• [What the exercise asks] Collect all lines containing the word "deleted" from the data.
--- Entries supplied Enclosed Below ---
//! Engagement repository: like/save toggles and their cached counters.
//!
//! The join-row mutation and the counter mutation are one atomic unit. No
//! other code path may touch `like_count` / `save_count`; callers toggle
//! through here or not at all.

use std::sync::Arc;

use crate::entities::{list, list_like, list_save, List, ListLike, ListSave};
use crate::{map_db_err, retry};
use chrono::Utc;
use reelist_common::{AppError, AppResult};
use sea_orm::sea_query::{Expr, OnConflict};
use sea_orm::{
    ColumnTrait, DatabaseConnection, DatabaseTransaction, EntityTrait, PaginatorTrait, QueryFilter,
    Set, TransactionTrait,
};

/// The two toggle-able per-actor actions on a list.
///
/// Resolved statically; there is no runtime string dispatch between the join
/// tables.
#[derive(Debug, Clone, Copy, PartialEq, Eq)]
pub enum ToggleKind {
    /// A like, backed by the `list_like` table and `list.like_count`.
    Like,
    /// A save (bookmark), backed by `list_save` and `list.save_count`.
    Save,
}

impl ToggleKind {
    /// The cached counter column on `list` for this kind.
    pub(crate) const fn count_column(self) -> list::Column {
        match self {
            Self::Like => list::Column::LikeCount,
            Self::Save => list::Column::SaveCount,
        }
    }

    /// Read this kind's counter off a list row.
    pub(crate) const fn count_of(self, list: &list::Model) -> i32 {
        match self {
            Self::Like => list.like_count,
            Self::Save => list.save_count,
        }
    }
}

/// Engagement repository for database operations.
#[derive(Clone)]
pub struct EngagementRepository {
    db: Arc<DatabaseConnection>,
}

impl EngagementRepository {
    /// Create a new engagement repository.
    #[must_use]
    pub const fn new(db: Arc<DatabaseConnection>) -> Self {
        Self { db }
    }

    /// Turn a toggle on, returning the list's current counter for `kind`.
    ///
    /// Idempotent: when the `(actor, list)` pair already exists the counter
    /// is left unchanged. The uniqueness constraint on the join table is
    /// the arbiter under concurrency; the second of two racing inserts
    /// affects zero rows and skips the increment. The returned value is
    /// always read after the arbitration, so both branches report the
    /// stored counter.
    pub async fn toggle_on(&self, actor_id: i64, list_id: i64, kind: ToggleKind) -> AppResult<i32> {
        retry::with_retry(|| self.toggle_on_once(actor_id, list_id, kind)).await
    }

    /// Turn a toggle off, returning the list's current counter for `kind`.
    ///
    /// Idempotent: absent pairs leave the counter unchanged, and the value
    /// is re-read after the delete attempt either way. The decrement is
    /// guarded by `counter > 0`, so pre-existing drift can never drive the
    /// cached value negative.
    pub async fn toggle_off(
        &self,
        actor_id: i64,
        list_id: i64,
        kind: ToggleKind,
    ) -> AppResult<i32> {
        retry::with_retry(|| self.toggle_off_once(actor_id, list_id, kind)).await
    }

    /// Whether the actor currently has the toggle on for this list.
    pub async fn is_toggled(&self, actor_id: i64, list_id: i64, kind: ToggleKind) -> AppResult<bool> {
        let count = match kind {
            ToggleKind::Like => {
                ListLike::find()
                    .filter(list_like::Column::UserId.eq(actor_id))
                    .filter(list_like::Column::ListId.eq(list_id))
                    .count(self.db.as_ref())
                    .await
            }
            ToggleKind::Save => {
                ListSave::find()
                    .filter(list_save::Column::UserId.eq(actor_id))
                    .filter(list_save::Column::ListId.eq(list_id))
                    .count(self.db.as_ref())
                    .await
            }
        }
        .map_err(map_db_err)?;

        Ok(count > 0)
    }

    async fn toggle_on_once(&self, actor_id: i64, list_id: i64, kind: ToggleKind) -> AppResult<i32> {
        let txn = self.db.begin().await.map_err(map_db_err)?;

        // Existence check; the counter is read back after arbitration.
        Self::fetch_list(&txn, list_id).await?;
        let inserted = Self::insert_join_row(&txn, actor_id, list_id, kind).await?;

        if inserted > 0 {
            List::update_many()
                .col_expr(
                    kind.count_column(),
                    Expr::col(kind.count_column()).add(1),
                )
                .filter(list::Column::Id.eq(list_id))
                .exec(&txn)
                .await
                .map_err(map_db_err)?;
        }

        let count = kind.count_of(&Self::fetch_list(&txn, list_id).await?);

        txn.commit().await.map_err(map_db_err)?;

        Ok(count)
    }

    async fn toggle_off_once(
        &self,
        actor_id: i64,
        list_id: i64,
        kind: ToggleKind,
    ) -> AppResult<i32> {
        let txn = self.db.begin().await.map_err(map_db_err)?;

        Self::fetch_list(&txn, list_id).await?;
        let deleted = Self::delete_join_row(&txn, actor_id, list_id, kind).await?;

        if deleted > 0 {
            // Guarded decrement: matches no row once the counter is 0.
            List::update_many()
                .col_expr(
                    kind.count_column(),
                    Expr::col(kind.count_column()).sub(1),
                )
                .filter(list::Column::Id.eq(list_id))
                .filter(kind.count_column().gt(0))
                .exec(&txn)
                .await
                .map_err(map_db_err)?;
        }

        let count = kind.count_of(&Self::fetch_list(&txn, list_id).await?);

        txn.commit().await.map_err(map_db_err)?;

        Ok(count)
    }

    async fn fetch_list(txn: &DatabaseTransaction, list_id: i64) -> AppResult<list::Model> {
        List::find_by_id(list_id)
            .one(txn)
            .await
            .map_err(map_db_err)?
            .ok_or_else(|| AppError::ListNotFound(list_id.to_string()))
    }

    async fn insert_join_row(
        txn: &DatabaseTransaction,
        actor_id: i64,
        list_id: i64,
        kind: ToggleKind,
    ) -> AppResult<u64> {
        let now = Utc::now().into();
        match kind {
            ToggleKind::Like => ListLike::insert(list_like::ActiveModel {
                user_id: Set(actor_id),
                list_id: Set(list_id),
                created_at: Set(now),
                ..Default::default()
            })
            .on_conflict(
                OnConflict::columns([list_like::Column::UserId, list_like::Column::ListId])
                    .do_nothing()
                    .to_owned(),
            )
            .exec_without_returning(txn)
            .await,
            ToggleKind::Save => ListSave::insert(list_save::ActiveModel {
                user_id: Set(actor_id),
                list_id: Set(list_id),
                created_at: Set(now),
                ..Default::default()
            })
            .on_conflict(
                OnConflict::columns([list_save::Column::UserId, list_save::Column::ListId])
                    .do_nothing()
                    .to_owned(),
            )
            .exec_without_returning(txn)
            .await,
        }
        .map_err(map_db_err)
    }

    async fn delete_join_row(
        txn: &DatabaseTransaction,
        actor_id: i64,
        list_id: i64,
        kind: ToggleKind,
    ) -> AppResult<u64> {
        let result = match kind {
            ToggleKind::Like => {
                ListLike::delete_many()
                    .filter(list_like::Column::UserId.eq(actor_id))
                    .filter(list_like::Column::ListId.eq(list_id))
                    .exec(txn)
                    .await
            }
            ToggleKind::Save => {
                ListSave::delete_many()
                    .filter(list_save::Column::UserId.eq(actor_id))
                    .filter(list_save::Column::ListId.eq(list_id))
                    .exec(txn)
                    .await
            }
        }
        .map_err(map_db_err)?;

        Ok(result.rows_affected)
    }
}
--- End of Enclosed Entries supplied ---
• [Answer to the problem]
        let deleted = Self::delete_join_row(&txn, actor_id, list_id, kind).await?;
        if deleted > 0 {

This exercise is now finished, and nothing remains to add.